ALARM saatinin çalmasıyla uyandı. Sırtüstü döndü, gözlerini açıp kapadı birkaç defa. Odası henüz tam olarak aydınlanmadığı için sol tarafında, camın yanında duran saati el yordamıyla bulup alarmını kapattı.

Hiç kalkmak istemiyordu. Alarm da tam çalacak zamanı bulmuştu. Gerçi alarmın bir suçu yoktu, o saate kendisi ayarlamıştı. Tam da güzel bir rüyanın ortasındaydı. Tavana baktı, ellerini kafasının arkasında birleştirip gülümsedi. “Canım annem!” dedi usul bir sesle.

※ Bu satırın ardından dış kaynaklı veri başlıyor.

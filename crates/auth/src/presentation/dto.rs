//! API DTOs (Data Transfer Objects)

use serde::{Deserialize, Serialize};

// ============================================================================
// Register
// ============================================================================

/// Register request
#[derive(Debug, Clone, Deserialize)]
#[serde(rename_all = "camelCase")]
pub struct RegisterRequest {
    pub email: String,
    pub password: String,
}

/// Register response
#[derive(Debug, Clone, Serialize, Deserialize)]
#[serde(rename_all = "camelCase")]
pub struct RegisterResponse {
    pub account_id: i64,
}

// ============================================================================
// Login
// ============================================================================

/// Login request
#[derive(Debug, Clone, Deserialize)]
#[serde(rename_all = "camelCase")]
pub struct LoginRequest {
    pub email: String,
    pub password: String,
    pub device_address: String,
}

/// Login response
#[derive(Debug, Clone, Serialize, Deserialize)]
#[serde(rename_all = "camelCase")]
pub struct LoginResponse {
    pub token: String,
}

// ============================================================================
// Refresh Token
// ============================================================================

/// Refresh token request
#[derive(Debug, Clone, Deserialize)]
#[serde(rename_all = "camelCase")]
pub struct RefreshTokenRequest {
    pub device_address: String,
    pub access_token: String,
}

/// Refresh token response
#[derive(Debug, Clone, Serialize, Deserialize)]
#[serde(rename_all = "camelCase")]
pub struct RefreshTokenResponse {
    pub token: String,
}

// ============================================================================
// Check Token
// ============================================================================

/// Check token response (protected no-op)
#[derive(Debug, Clone, Serialize, Deserialize)]
#[serde(rename_all = "camelCase")]
pub struct CheckTokenResponse {
    pub message: String,
}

Sekiz buçuk aydır ayrıydı evden. Anne hasreti o kadar birikmiş olacak ki yüreğinde, iki gündür annesini görüyordu rüyasında. Kısaca boylu, esmer, hafif tombul, ak saçlı annesini düşündü. Burnunun direği sızladı hafiften. Gözleri doldu, ana düşüncesi yüreğini yumuşattı. Elinin tersiyle sildi gözlerinde biriken yaşları. Doğruldu yatakta. Sağ tarafında yatan arkadaşına baktı. O da üstünü açmış, kalkmak üzereydi.

Kalkıp yüzünü yıkamak için çeşmeye gitti. Aynadaki yansımasına baktı bir süre. Gözleri şişmiş, saçları dağılmış, bıyığı ve çenesinde bıraktığı sakallarını kestirme zamanı gelmişti yine. “Bugün bir berbere gitsem iyi olacak” dedi kendi kendine.

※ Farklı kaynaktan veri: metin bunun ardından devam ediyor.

//! Password Hashing and Verification
//!
//! NIST SP 800-63B compliant password handling with:
//! - Argon2id hashing (memory-hard, recommended by OWASP)
//! - Zeroization of sensitive data
//! - Constant-time comparison
//!
//! ## Security Features
//! - Memory-hard hashing prevents GPU/ASIC attacks
//! - Zeroization prevents memory inspection attacks
//! - Salt is embedded in the PHC output string, no separate storage

use std::fmt;

use argon2::{Argon2, PasswordHash, PasswordHasher, PasswordVerifier, password_hash::SaltString};
use rand::rngs::OsRng;
use thiserror::Error;
use unicode_normalization::UnicodeNormalization;
use zeroize::{Zeroize, ZeroizeOnDrop};

// ============================================================================
// Constants (NIST SP 800-63B compliant)
// ============================================================================

/// Minimum password length (NIST: SHALL be at least 8)
pub const MIN_PASSWORD_LENGTH: usize = 8;

/// Maximum password length (NIST: SHOULD permit at least 64)
pub const MAX_PASSWORD_LENGTH: usize = 128;

// ============================================================================
// Error Types
// ============================================================================

/// Password policy violation errors
#[derive(Debug, Clone, PartialEq, Eq, Error)]
pub enum PasswordPolicyError {
    /// Password is too short
    #[error("Password must be at least {min} characters (got {actual})")]
    TooShort { min: usize, actual: usize },

    /// Password is too long
    #[error("Password must be at most {max} characters (got {actual})")]
    TooLong { max: usize, actual: usize },

    /// Password contains only whitespace
    #[error("Password cannot be empty or contain only whitespace")]
    EmptyOrWhitespace,

    /// Password contains invalid characters (control characters)
    #[error("Password contains invalid control characters")]
    InvalidCharacter,
}

/// Password hashing/verification errors
#[derive(Debug, Error)]
pub enum PasswordHashError {
    /// Hashing operation failed
    #[error("Password hashing failed: {0}")]
    HashingFailed(String),

    /// Invalid hash format
    #[error("Invalid password hash format")]
    InvalidHashFormat,
}

// ============================================================================
// Clear Text Password (Zeroized on drop)
// ============================================================================

/// Clear text password with automatic memory zeroization
///
/// This type ensures that password data is securely erased from memory
/// when the value is dropped, preventing memory inspection attacks.
///
/// ## Security
/// - Implements `Zeroize` and `ZeroizeOnDrop`
/// - Does not implement `Clone` to prevent accidental copies
/// - Debug output is redacted
#[derive(Zeroize, ZeroizeOnDrop)]
pub struct ClearTextPassword(String);

impl ClearTextPassword {
    /// Create a new clear text password with validation
    ///
    /// Validates against NIST SP 800-63B requirements:
    /// - Minimum 8 characters
    /// - Maximum 128 characters
    /// - No control characters
    /// - Not empty/whitespace only
    ///
    /// Unicode is normalized using NFKC before validation.
    pub fn new(raw: String) -> Result<Self, PasswordPolicyError> {
        // NIST: Unicode NFKC normalization before processing
        let normalized: String = raw.nfkc().collect();

        if normalized.trim().is_empty() {
            return Err(PasswordPolicyError::EmptyOrWhitespace);
        }

        // NIST: Count Unicode code points (not bytes)
        let char_count = normalized.chars().count();

        if char_count < MIN_PASSWORD_LENGTH {
            return Err(PasswordPolicyError::TooShort {
                min: MIN_PASSWORD_LENGTH,
                actual: char_count,
            });
        }

        if char_count > MAX_PASSWORD_LENGTH {
            return Err(PasswordPolicyError::TooLong {
                max: MAX_PASSWORD_LENGTH,
                actual: char_count,
            });
        }

        // Reject control characters (except space, tab, newline)
        for ch in normalized.chars() {
            if ch.is_control() && ch != ' ' && ch != '\t' && ch != '\n' {
                return Err(PasswordPolicyError::InvalidCharacter);
            }
        }

        Ok(Self(normalized))
    }

    /// Get the password as bytes for hashing
    pub(crate) fn as_bytes(&self) -> &[u8] {
        self.0.as_bytes()
    }

    /// Hash the password using Argon2id
    ///
    /// Verification cost is tens of milliseconds with the default
    /// (OWASP-recommended) parameters: m=19456 (19 MiB), t=2, p=1.
    ///
    /// ## Returns
    /// PHC-formatted hash string wrapped in `HashedPassword`
    pub fn hash(&self) -> Result<HashedPassword, PasswordHashError> {
        // Random salt (128 bits), embedded in the PHC string
        let salt = SaltString::generate(OsRng);

        let argon2 = Argon2::default();

        let hash = argon2
            .hash_password(self.as_bytes(), &salt)
            .map_err(|e| PasswordHashError::HashingFailed(e.to_string()))?;

        Ok(HashedPassword {
            hash: hash.to_string(),
        })
    }
}

impl fmt::Debug for ClearTextPassword {
    fn fmt(&self, f: &mut fmt::Formatter<'_>) -> fmt::Result {
        f.debug_tuple("ClearTextPassword")
            .field(&"[REDACTED]")
            .finish()
    }
}

// ============================================================================
// Hashed Password (Safe to store)
// ============================================================================

/// Hashed password in PHC string format
///
/// Stores the Argon2id hash in PHC format, which includes the algorithm
/// identifier, version, parameters, salt, and hash.
#[derive(Clone, PartialEq, Eq)]
pub struct HashedPassword {
    hash: String,
}

impl HashedPassword {
    /// Create from PHC string (e.g., from database)
    pub fn from_phc_string(s: impl Into<String>) -> Result<Self, PasswordHashError> {
        let hash = s.into();

        // Validate it's a valid PHC string
        PasswordHash::new(&hash).map_err(|_| PasswordHashError::InvalidHashFormat)?;

        Ok(Self { hash })
    }

    /// Get the PHC string for storage
    pub fn as_phc_string(&self) -> &str {
        &self.hash
    }

    /// Verify a password against this hash
    ///
    /// Uses constant-time comparison to prevent timing attacks.
    pub fn verify(&self, password: &ClearTextPassword) -> bool {
        let parsed_hash = match PasswordHash::new(&self.hash) {
            Ok(h) => h,
            Err(_) => return false,
        };

        let argon2 = Argon2::default();

        // Argon2 uses constant-time comparison internally
        argon2.verify_password(password.as_bytes(), &parsed_hash).is_ok()
    }
}

impl fmt::Debug for HashedPassword {
    fn fmt(&self, f: &mut fmt::Formatter<'_>) -> fmt::Result {
        f.debug_struct("HashedPassword")
            .field("hash", &"[HASH]")
            .finish()
    }
}
use thiserror::Error;

use crate::config::AbortSeverity;
use crate::row::RelationId;

/// Errors surfaced by the interception engine.
///
/// `Tripped` is the one designed abnormal-termination path: callers must
/// propagate it without recovery so no further rows are processed.
#[derive(Debug, Error, PartialEq, Eq)]
pub enum TrapError {
    #[error("monitored relation {relation} reached the output stream ({severity} abort)")]
    Tripped {
        severity: AbortSeverity,
        relation: RelationId,
    },

    /// Caller misuse: explain-only plans never execute, so they must never
    /// reach the interception pipeline.
    #[error("refusing to run an explain-only statement")]
    ExplainOnly,
}
//! Row-stream interception stage for query execution pipelines.
//!
//! Sits between a pull-based row producer and its output sink. When a row
//! from the configured monitored (relation, column) pair is about to leave
//! the system, the engine either aborts the statement (or session) or
//! silently perturbs the monitored integer with bounded pseudorandom noise,
//! so bulk extraction of the true values yields plausible-looking garbage.

pub mod config;
pub mod engine;
pub mod error;
pub mod noise;
pub mod row;
pub mod stream;

use std::sync::Arc;

use once_cell::sync::Lazy;
use parking_lot::RwLock;

pub use crate::config::{AbortSeverity, ConfigError, Response, TamperConfig};
pub use crate::engine::{
    BaselineRunner,
    Instrumentation,
    Operation,
    ScanDirection,
    Statement,
    StatementRunner,
    Termination,
    TrapRunner,
};
pub use crate::error::TrapError;
pub use crate::noise::{NoiseRange, Perturber};
pub use crate::row::{Datum, RelationId, Row, RowShape};
pub use crate::stream::{CollectSink, Projection, RowSink, RowSource, VecSource};

/// Process-wide configuration, for hosts that cannot thread one through
/// their pipeline construction. Written once at startup, read-only during
/// execution.
static INSTALLED: Lazy<RwLock<Option<Arc<TamperConfig>>>> = Lazy::new(|| RwLock::new(None));

/// Install the process-wide configuration, returning the shared handle.
pub fn install(config: TamperConfig) -> Arc<TamperConfig> {
    let shared = Arc::new(config);
    *INSTALLED.write() = Some(shared.clone());
    log::info!(
        "sqltrap: configuration installed ({})",
        if shared.is_active() { "armed" } else { "disarmed" }
    );
    shared
}

/// The currently installed configuration, if any.
pub fn installed() -> Option<Arc<TamperConfig>> {
    INSTALLED.read().clone()
}

/// Remove the installed configuration at module teardown.
pub fn uninstall() {
    *INSTALLED.write() = None;
}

Sabahları kahvaltı yapmıyordu nedense. Ders programına baktı, kitaplarını ve sigarasını sırt çantasına, çakmağını da cebine koydu. Ayakkabılarını giymeden önce aynada bir baktı kendine, saçlarını tekrar taradı, ayakkabılarını giyip çıktı.

Yolda karşıdan karşıya geçmeden sigarasını yaktı, sol taraftan gelen arabaların geçmesini bekledi bir iki dakika. Güneş yükseliyordu sağ yanında. Sağda, ilerideki köprünün üzerinden görünen güneşe baktı. “Bu şehrin sabahlarını seviyorum ben ya!” dedi. Yoldan karşıya geçip bineceği arabanın gelmesini beklemeye başladı. Her sabah aynıydı güzergâhı. Bir arabayla yukarı, okula giden arabaların olduğu yere, oradan da okula... Okul yolu yarım saatle bir saat arasında değişiyordu trafiğe göre. Hemen şoförün arkasındaki koltuğa ya da şoförün sağındaki koltuklardan birine otururdu hep. Genelde erkekler arkadaki dörtlü koltuğu ve onların önündeki koltukları doldururdu ama o, arabanın arka taraflarını hiç sevmiyor, zorunda kalmadıkça oralara oturmuyordu. Çok ses oluyordu arka tarafta. Boş konuşmalara katlanamıyordu bir türlü.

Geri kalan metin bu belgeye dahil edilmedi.